L'histoire :
C’est vraiment pas de bol : quelqu’un a mis le feu aux motos de Jeremiah et Kurdy. Ils s’en aperçoivent en pleine nuit et fulminent : ils sont désormais à pied. Les flammes et la fumée ont également alerté la milice locale qui est à deux doigts de tenir Jeremiah et Kurdy pour responsables de cet incendie. Pour éviter les problèmes, les deux copains prennent la tangente dès qu’ils le peuvent. A pied, donc. Malheureusement, l’un des membres de la milice a reconnu Kurdy et il se souvient que ce dernier est jadis parti avec un magot… Avec un sbire, le milicien attend que le jour se lève pour donner la chasse en camion à ce couple de marcheurs. Ils sont faciles à retrouver : une route unique traverse ce coin de désert. Mais ils les rattrapent au moment précis où se lève une tornade d’une violence inouïe. Une pluie rasante de gros cailloux balaie tout sur son trajet, le camion y compris. Jeremiah et Kurdy s’en sortent en se réfugiant dans une faille sous un gros rocher. La tempête passée, ils découvrent le camion qui les traquait en miettes, après avoir été propulsé contre une paroi. Mais un milicien amoché a survécu et il les tient en joue à l’aide d’un révolver. C’est alors qu’une aide providentielle venue du sommet du canyon fait tomber sur lui un amas de rochers fatal. Qui est donc ce mystérieux sauveur ? Jeremiah et Kurdy grimpent pour le savoir. Mais au moment où ils retrouvent cette vieille connaissance, ils découvrent aussi une demeure troglodyte complétée par une architecture ultra-moderne, dans laquelle vit une famille quelque peu azimutée…

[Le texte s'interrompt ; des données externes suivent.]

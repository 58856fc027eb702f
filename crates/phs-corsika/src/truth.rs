//! Shared air-shower truth view attached to merged events.

use std::sync::Arc;

use crate::headers::{EventHeader, RunHeader};

/// Ground truth of one simulated air shower: the run header plus the
/// matched event-header row.
///
/// The wrapper shares the immutable header tables instead of copying
/// rows; every merged event of a run points into the same two tables.
#[derive(Debug, Clone)]
pub struct AirShowerTruth {
    run_header: Arc<RunHeader>,
    event_headers: Arc<[EventHeader]>,
    row: usize,
}

impl AirShowerTruth {
    /// View onto `event_headers[row]` under the shared `run_header`.
    #[must_use]
    pub fn new(run_header: Arc<RunHeader>, event_headers: Arc<[EventHeader]>, row: usize) -> Self {
        debug_assert!(row < event_headers.len());
        Self {
            run_header,
            event_headers,
            row,
        }
    }

    /// The CORSIKA run header of the whole run.
    #[must_use]
    pub fn run_header(&self) -> &RunHeader {
        &self.run_header
    }

    /// The matched EVTH row.
    #[must_use]
    pub fn event_header(&self) -> &EventHeader {
        &self.event_headers[self.row]
    }

    /// Row position of the matched header in the event-header table.
    #[must_use]
    pub const fn row(&self) -> usize {
        self.row
    }

    /// Total energy of the primary particle in GeV.
    #[must_use]
    pub fn total_energy_gev(&self) -> f32 {
        self.event_header().total_energy_gev()
    }

    /// CORSIKA id of the primary particle.
    #[must_use]
    pub fn particle_id(&self) -> u32 {
        self.event_header().particle_id()
    }

    /// Zenith angle of the primary trajectory in rad.
    #[must_use]
    pub fn zenith_rad(&self) -> f32 {
        self.event_header().zenith_rad()
    }

    /// Azimuth angle of the primary trajectory in rad.
    #[must_use]
    pub fn azimuth_rad(&self) -> f32 {
        self.event_header().azimuth_rad()
    }
}
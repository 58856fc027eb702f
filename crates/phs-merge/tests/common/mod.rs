//! Shared fixtures: synthetic CORSIKA byte streams and in-memory events.
#![allow(dead_code)]

use phs_corsika::{CORSIKA_BLOCK_FLOATS, CorsikaHeaders, HeaderLayout, parse_corsika_headers};
use phs_error::Result;
use phs_types::{Event, PhotonStream, SimulationTruth, TIME_SLICE_DURATION_NS};

pub const LAYOUT: HeaderLayout = HeaderLayout::MMCS;

pub fn block_bytes(marker: &[u8; 4], fields: &[(usize, f32)]) -> Vec<u8> {
    let mut bytes = vec![0_u8; CORSIKA_BLOCK_FLOATS * 4];
    bytes[..4].copy_from_slice(marker);
    for &(index, value) in fields {
        bytes[index * 4..index * 4 + 4].copy_from_slice(&value.to_le_bytes());
    }
    bytes
}

/// A run file with one RUNH, one EVTH per key, and a closing RUNE.
pub fn corsika_bytes(run: u32, keys: &[(u32, u32)]) -> Vec<u8> {
    corsika_bytes_with_row_run(run, &keys.iter().map(|&(e, r)| (run, e, r)).collect::<Vec<_>>())
}

/// Same, but each EVTH row gets its own run-number word (for forging
/// rows that disagree with the run header).
pub fn corsika_bytes_with_row_run(run: u32, rows: &[(u32, u32, u32)]) -> Vec<u8> {
    let mut bytes = block_bytes(b"RUNH", &[(LAYOUT.runh_run_number, run as f32)]);
    for &(row_run, event, reuse) in rows {
        bytes.extend(block_bytes(
            b"EVTH",
            &[
                (LAYOUT.evth_run_number, row_run as f32),
                (LAYOUT.evth_event_number, event as f32),
                (LAYOUT.evth_reuse_number, reuse as f32),
            ],
        ));
    }
    bytes.extend(block_bytes(b"RUNE", &[]));
    bytes
}

pub fn corsika_headers(run: u32, keys: &[(u32, u32)]) -> CorsikaHeaders {
    parse_corsika_headers(&corsika_bytes(run, keys), &LAYOUT).expect("synthetic headers parse")
}

pub fn simulated_event(run: u32, event: u32, reuse: u32) -> Event {
    Event {
        zd_deg: 12.5,
        az_deg: -80.0,
        saturated_pixels: Vec::new(),
        photon_stream: PhotonStream {
            slice_duration_ns: TIME_SLICE_DURATION_NS,
            raw: vec![vec![30, 31], vec![55]],
        },
        simulation_truth: Some(SimulationTruth {
            run,
            event,
            reuse,
            air_shower: None,
        }),
        observation_info: None,
    }
}

pub fn event_source(events: Vec<Event>) -> std::vec::IntoIter<Result<Event>> {
    events
        .into_iter()
        .map(Ok)
        .collect::<Vec<_>>()
        .into_iter()
}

Ce qu'on en pense sur la planète BD :
Le titre de ce 36ème épisode de Jeremiah sonne comme un gros pied de nez à tout effort intellectuel pour trouver un titre qui fasse sens. « Et puis merde », c’est la dernière réplique de Kurdy… et Hermann a du terminer la dernière case de son album sans autre meilleure idée que celle-là. Depuis quelques albums, l’auteur est en roue libre. Il fournit une nouvelle tranche de vie de son duo de têtes brûlées sans sortir de sa zone de confort, sans trop forcer son imagination, en s’appuyant sur tous les standards de la série : des répliques cyniques balancées en mode désabusé et pince-sans-rire (jouissives) ; le duo de héros tombe sur une bande de dégénérés du bulbe, proches de la secte ; et ils n’ont pas trop à forcer leur talent, à jouer du poing ou du flingue, pour mettre un peu d’ordre dans ce nœud de vipère qui faisait (à peine) tâche sur le tablier crasseux de l’humanité. On note dans un premier temps la disparition définitive des motos de Jeremiah et Kurdy, deux éléments familiers des lecteurs, au sein du road-trip ; et c’est notable, étant donné le désœuvrement de ces désormais marcheurs. On note dans un second temps la réapparition franchement inattendue d’un personnage précédemment croisé (mais on ne vous dira pas qui). Visuellement, le contexte post-atomique et post-western se matérialise quant à lui par une sorte de base ultra-moderne moderne, à l’architecture sixties kitsch improbable, nichée dans un rocher du désert. Avec ses perspectives originales et ses effets de profondeurs, ce décorum est la principale plus-value graphique de l’épisode, le trait de Hermann se faisant de moins en moins rigoureux sur les personnages avec l’âge (les cases ratées et laissées telles quelles sont plus nombreuses…). Et toujours ces couleurs décalées : le rose-prune des rochers, le vert-citron des nuages… Kitsh, donc, mais c’est (aussi !) ce qu’on aime dans Jeremiah !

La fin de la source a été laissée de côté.